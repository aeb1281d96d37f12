use thiserror::Error;

/// Library-wide error type.
///
/// The variants mirror the run's failure taxonomy: a missing data source is
/// fatal for the run, model misuse is fatal for the run, and everything else
/// is handled at the call site (skipped matchups, per-value fallbacks).
#[derive(Debug, Error)]
pub enum CoreError {
    /// The stats or schedule source returned nothing usable. Hard stop.
    #[error("data unavailable from {src}: {reason}")]
    DataUnavailable { src: String, reason: String },

    /// Cleaning and joining left zero usable training rows.
    #[error("no valid training data after cleaning and stats join")]
    NoTrainingData,

    /// `predict_probability` was called before `train`.
    #[error("model has not been trained")]
    ModelNotTrained,

    /// Inference features were built against a different schema than the
    /// model was trained with.
    #[error("feature schema mismatch: model trained on {expected:?}, got {got:?}")]
    SchemaMismatch {
        expected: Vec<String>,
        got: Vec<String>,
    },

    /// A feature row's width disagrees with its declared schema.
    #[error("feature row has {got} columns, schema expects {expected}")]
    FeatureWidth { expected: usize, got: usize },

    #[error("malformed document: {0}")]
    Parse(String),

    #[error("http request failed: {0}")]
    Http(#[from] reqwest::Error),

    #[error("csv error: {0}")]
    Csv(#[from] csv::Error),

    #[error(transparent)]
    Io(#[from] std::io::Error),
}

pub type Result<T> = std::result::Result<T, CoreError>;
//! Odds acquisition and American-odds math.
//!
//! Quotes come from a CSV file with columns
//! `game_date, away_team, home_team, away_odds, home_odds`, or from a
//! built-in sample slate when no usable file is available. Rows are filtered
//! to today's games; when none match, the whole file is used as an explicit,
//! logged fallback mode.

use std::path::{Path, PathBuf};

use chrono::{Local, NaiveDate};
use serde::Deserialize;
use tracing::{info, warn};

use crate::error::Result;
use crate::types::OddsQuote;

/// Decimal odds are clamped to keep EV math sane on typo-sized prices
/// (+10000 or -10000 style inputs).
const DECIMAL_ODDS_MIN: f64 = 1.01;
const DECIMAL_ODDS_MAX: f64 = 101.0;

/// Implied probabilities are kept off the exact 0/1 boundary.
const IMPLIED_PROB_MIN: f64 = 0.01;
const IMPLIED_PROB_MAX: f64 = 0.99;

const REQUIRED_COLUMNS: &[&str] = &[
    "game_date",
    "away_team",
    "home_team",
    "away_odds",
    "home_odds",
];

/// Raw CSV row. Odds stay as text so a malformed price degrades to even
/// money instead of rejecting the row.
#[derive(Debug, Deserialize)]
struct OddsFileRow {
    game_date: String,
    away_team: String,
    home_team: String,
    away_odds: String,
    home_odds: String,
}

/// Today's matchups with moneyline prices, from a CSV file or the sample
/// slate.
#[derive(Debug, Clone, Default)]
pub struct OddsProvider {
    csv_path: Option<PathBuf>,
}

impl OddsProvider {
    pub fn new(csv_path: Option<PathBuf>) -> Self {
        Self { csv_path }
    }

    /// Load today's quotes. Never fails: a missing or malformed file falls
    /// back to the built-in sample slate with a warning.
    pub fn todays_odds(&self) -> Vec<OddsQuote> {
        let today = Local::now().date_naive();
        match &self.csv_path {
            Some(path) => match load_odds_csv(path) {
                Ok(quotes) => {
                    info!(rows = quotes.len(), path = %path.display(), "loaded odds file");
                    filter_to_date(quotes, today)
                }
                Err(err) => {
                    warn!(path = %path.display(), %err, "odds file unusable, using sample slate");
                    sample_slate(today)
                }
            },
            None => {
                info!("no odds file configured, using sample slate");
                sample_slate(today)
            }
        }
    }
}

/// Read and validate the odds CSV.
fn load_odds_csv(path: &Path) -> Result<Vec<OddsQuote>> {
    let mut reader = csv::Reader::from_path(path)?;

    let headers = reader.headers()?.clone();
    let missing: Vec<&str> = REQUIRED_COLUMNS
        .iter()
        .filter(|col| !headers.iter().any(|h| h == **col))
        .copied()
        .collect();
    if !missing.is_empty() {
        return Err(crate::CoreError::Parse(format!(
            "odds file missing required columns: {missing:?}"
        )));
    }

    let mut quotes = Vec::new();
    for record in reader.deserialize() {
        let row: OddsFileRow = record?;
        let Ok(date) = NaiveDate::parse_from_str(row.game_date.trim(), "%Y-%m-%d") else {
            warn!(game_date = %row.game_date, "unparseable game_date, dropping row");
            continue;
        };
        quotes.push(OddsQuote {
            date,
            visitor: row.away_team.trim().to_string(),
            home: row.home_team.trim().to_string(),
            visitor_moneyline: parse_moneyline(&row.away_odds, &row.away_team),
            home_moneyline: parse_moneyline(&row.home_odds, &row.home_team),
        });
    }
    Ok(quotes)
}

/// Parse an American price; malformed values become 0, which converts to
/// even money downstream.
fn parse_moneyline(raw: &str, team: &str) -> i32 {
    let cleaned = raw.trim().trim_start_matches('+');
    match cleaned.parse::<i32>() {
        Ok(odds) => odds,
        Err(_) => {
            warn!(team, odds = raw, "unparseable moneyline, treating as even money");
            0
        }
    }
}

/// Keep rows dated `today`; if none match, use the whole set. The fallback
/// is deliberate (a slate for the wrong date is still worth pricing) and
/// loud, never a silent default.
fn filter_to_date(all: Vec<OddsQuote>, today: NaiveDate) -> Vec<OddsQuote> {
    let todays: Vec<OddsQuote> = all.iter().filter(|q| q.date == today).cloned().collect();
    if todays.is_empty() && !all.is_empty() {
        warn!(
            rows = all.len(),
            %today,
            "no odds rows dated today, falling back to every row in the file"
        );
        return all;
    }
    todays
}

/// The built-in nine-game sample slate, dated `today`.
fn sample_slate(today: NaiveDate) -> Vec<OddsQuote> {
    const GAMES: &[(&str, &str, i32, i32)] = &[
        ("Dallas Mavericks", "Sacramento Kings", -150, 130),
        ("Denver Nuggets", "Orlando Magic", -180, 160),
        ("Phoenix Suns", "New Orleans Pelicans", -200, 170),
        ("New York Knicks", "Atlanta Hawks", -250, 205),
        ("Indiana Pacers", "Miami Heat", 305, -375),
        ("Milwaukee Bucks", "Chicago Bulls", 130, -150),
        ("Cleveland Cavaliers", "Houston Rockets", 150, -170),
        ("Brooklyn Nets", "Minnesota Timberwolves", 305, -375),
        ("Utah Jazz", "San Antonio Spurs", 800, -1350),
    ];
    GAMES
        .iter()
        .map(|&(visitor, home, visitor_moneyline, home_moneyline)| OddsQuote {
            date: today,
            visitor: visitor.to_string(),
            home: home.to_string(),
            visitor_moneyline,
            home_moneyline,
        })
        .collect()
}

/// Convert American odds to decimal odds.
///
/// Zero maps to even money (2.0), the value malformed prices degrade to
/// upstream. Output is clamped to [1.01, 101].
pub fn american_to_decimal(odds: i32) -> f64 {
    let decimal = if odds > 0 {
        odds as f64 / 100.0 + 1.0
    } else if odds < 0 {
        100.0 / (odds as f64).abs() + 1.0
    } else {
        2.0
    };
    decimal.clamp(DECIMAL_ODDS_MIN, DECIMAL_ODDS_MAX)
}

/// Market-implied win probability: the reciprocal of decimal odds, clamped
/// to [0.01, 0.99].
pub fn american_to_probability(odds: i32) -> f64 {
    (1.0 / american_to_decimal(odds)).clamp(IMPLIED_PROB_MIN, IMPLIED_PROB_MAX)
}

#[cfg(test)]
mod tests {
    use super::*;
    use std::io::Write as _;

    #[test]
    fn decimal_conversion_reference_values() {
        // Kings +124 / Mavericks -148.
        assert!((american_to_decimal(124) - 2.24).abs() < 1e-9);
        assert!((american_to_decimal(-148) - 1.6756756756756757).abs() < 1e-9);
        assert_eq!(american_to_decimal(0), 2.0);
    }

    #[test]
    fn decimal_is_monotone_in_american_odds() {
        // Positive side: bigger underdog price, bigger payout.
        let mut prev = american_to_decimal(100);
        for odds in (105..=2000).step_by(5) {
            let dec = american_to_decimal(odds);
            assert!(dec >= prev, "decimal should not decrease at +{odds}");
            prev = dec;
        }
        // Negative side: payout grows as |odds| shrinks.
        let mut prev = american_to_decimal(-2000);
        for odds in (-1995..=-100).step_by(5) {
            let dec = american_to_decimal(odds);
            assert!(dec >= prev, "decimal should not decrease at {odds}");
            prev = dec;
        }
    }

    #[test]
    fn extreme_prices_are_clamped() {
        assert_eq!(american_to_decimal(1_000_000), 101.0);
        assert_eq!(american_to_decimal(-1_000_000), 1.01);
    }

    #[test]
    fn probability_is_reciprocal_within_clamps() {
        for odds in [-10_000, -250, -148, -101, 100, 124, 305, 10_000] {
            let dec = american_to_decimal(odds);
            let prob = american_to_probability(odds);
            let raw = 1.0 / dec;
            assert!((0.01..=0.99).contains(&prob));
            if (0.01..=0.99).contains(&raw) {
                assert!((prob - raw).abs() < 1e-12, "odds {odds}");
            }
        }
    }

    #[test]
    fn sample_slate_has_nine_games_today() {
        let today = NaiveDate::from_ymd_opt(2026, 1, 15).unwrap();
        let slate = sample_slate(today);
        assert_eq!(slate.len(), 9);
        assert!(slate.iter().all(|q| q.date == today));
        assert_eq!(slate[0].visitor, "Dallas Mavericks");
        assert_eq!(slate[0].home, "Sacramento Kings");
    }

    #[test]
    fn date_filter_prefers_today() {
        let today = NaiveDate::from_ymd_opt(2026, 1, 15).unwrap();
        let other = NaiveDate::from_ymd_opt(2026, 1, 14).unwrap();
        let mut quotes = sample_slate(today);
        quotes.extend(sample_slate(other));

        let filtered = filter_to_date(quotes, today);
        assert_eq!(filtered.len(), 9);
        assert!(filtered.iter().all(|q| q.date == today));
    }

    #[test]
    fn date_filter_falls_back_to_all_rows() {
        let today = NaiveDate::from_ymd_opt(2026, 1, 15).unwrap();
        let stale = NaiveDate::from_ymd_opt(2026, 1, 10).unwrap();
        let quotes = sample_slate(stale);

        let filtered = filter_to_date(quotes.clone(), today);
        assert_eq!(filtered.len(), quotes.len());
    }

    #[test]
    fn malformed_moneyline_becomes_even_money() {
        assert_eq!(parse_moneyline("abc", "Utah Jazz"), 0);
        assert_eq!(parse_moneyline("+124", "Sacramento Kings"), 124);
        assert_eq!(parse_moneyline(" -148 ", "Dallas Mavericks"), -148);
    }

    #[test]
    fn csv_with_missing_columns_is_rejected() {
        let dir = std::env::temp_dir();
        let path = dir.join("courtline_odds_missing_cols.csv");
        let mut file = std::fs::File::create(&path).unwrap();
        writeln!(file, "game_date,home_team,home_odds").unwrap();
        writeln!(file, "2026-01-15,Sacramento Kings,124").unwrap();

        let err = load_odds_csv(&path).unwrap_err();
        assert!(err.to_string().contains("missing required columns"));
        std::fs::remove_file(&path).ok();
    }

    #[test]
    fn csv_roundtrip_with_odd_values() {
        let dir = std::env::temp_dir();
        let path = dir.join("courtline_odds_roundtrip.csv");
        let mut file = std::fs::File::create(&path).unwrap();
        writeln!(file, "game_date,away_team,home_team,away_odds,home_odds").unwrap();
        writeln!(file, "2026-01-15,Dallas Mavericks,Sacramento Kings,-148,+124").unwrap();
        writeln!(file, "2026-01-15,Utah Jazz,San Antonio Spurs,garbage,-1350").unwrap();
        writeln!(file, "not-a-date,Denver Nuggets,Orlando Magic,-180,160").unwrap();

        let quotes = load_odds_csv(&path).unwrap();
        assert_eq!(quotes.len(), 2, "row with a bad date is dropped");
        assert_eq!(quotes[0].visitor_moneyline, -148);
        assert_eq!(quotes[0].home_moneyline, 124);
        assert_eq!(quotes[1].visitor_moneyline, 0, "bad price degrades to even money");
        std::fs::remove_file(&path).ok();
    }
}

————————

** Exercise requirements **
To answer, report how many lines of the listing contain the word "Antonio", as a number with nothing else.

** Answer section **
2